There are a lot of entities, a lot of interaction between both human and robot participants. Plus quite complex authorization rules: visibility of data depends on organization, departements and content of documents.
What was on start
At first it was:
programmer wrote a graphql-query for whole data needed for application
changed query to subscription
finish
It was OK for first 2-3 monthes then:
queries became more complex and then even more complex
amount of subscriptions grew
UI became lagging
DB instance is always near 100% load. Even during nigths and weekends.
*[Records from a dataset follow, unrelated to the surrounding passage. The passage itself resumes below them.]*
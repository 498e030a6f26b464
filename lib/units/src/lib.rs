// This Source Code Form is subject to the terms of the Mozilla Public
// License, v. 2.0. If a copy of the MPL was not distributed with this
// file, You can obtain one at https://mozilla.org/MPL/2.0/.

//! Integer engineering-unit newtypes.
//!
//! Telemetry in this workspace is decoded as fixed-point integers
//! (milli-units for most quantities, microwatts for power), never floats.
//! These newtypes keep a millivolt from being handed to something
//! expecting a milliamp.

#![cfg_attr(not(test), no_std)]

macro_rules! unit {
    ($(#[$attr:meta])* $name:ident, $suffix:literal) => {
        $(#[$attr])*
        #[derive(
            Copy, Clone, Debug, Default, PartialEq, Eq, PartialOrd, Ord,
        )]
        pub struct $name(pub i64);

        impl From<i64> for $name {
            fn from(v: i64) -> Self {
                Self(v)
            }
        }

        impl core::fmt::Display for $name {
            fn fmt(
                &self,
                f: &mut core::fmt::Formatter<'_>,
            ) -> core::fmt::Result {
                write!(f, "{} {}", self.0, $suffix)
            }
        }
    };
}

unit!(
    /// Voltage in millivolts.
    Millivolts,
    "mV"
);
unit!(
    /// Current in milliamperes.
    Milliamperes,
    "mA"
);
unit!(
    /// Power in microwatts.
    Microwatts,
    "uW"
);
unit!(
    /// Temperature in millidegrees Celsius.
    Millicelsius,
    "m\u{b0}C"
);
unit!(
    /// Fan speed in revolutions per minute.
    Rpm,
    "RPM"
);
Because somebody did not close application
First we did optimization of queries itself but it did not suffice:
some things are rightfully costly: JOINs, existence predicates, data itself grew significantly
network part: you can optimize DB but just to transfer all needed data has it's cost
Optimization of subscriptions
Step I. Split subscriptions: subscribe for change date, query on change
Instead of complex subscription for whole data split into parts:
A. Subscription for a single field that indicates that entity was changed
E.g.
Instead of:
subscription{
document{
id
title
# other fields
pages{ # array relation
...
}
tasks{ # array relation
...
}
# multiple other array/object relations
# pagination and ordering
}
that returns thousands of rows.
Create a function that:
accepts hasura_session - so that results are individual per user
returns just one field: max_change_date
So it became:
subscription{
doc_change_date{
max_change_date
}
}
Always one row and always one field
B. Change of application logic
Query whole data
Subscribe for doc_change_date
memorize value of max_change_date
if max_change_date changed - requery data
Notes
It's absolutely OK if subscription function sometimes returns false positives.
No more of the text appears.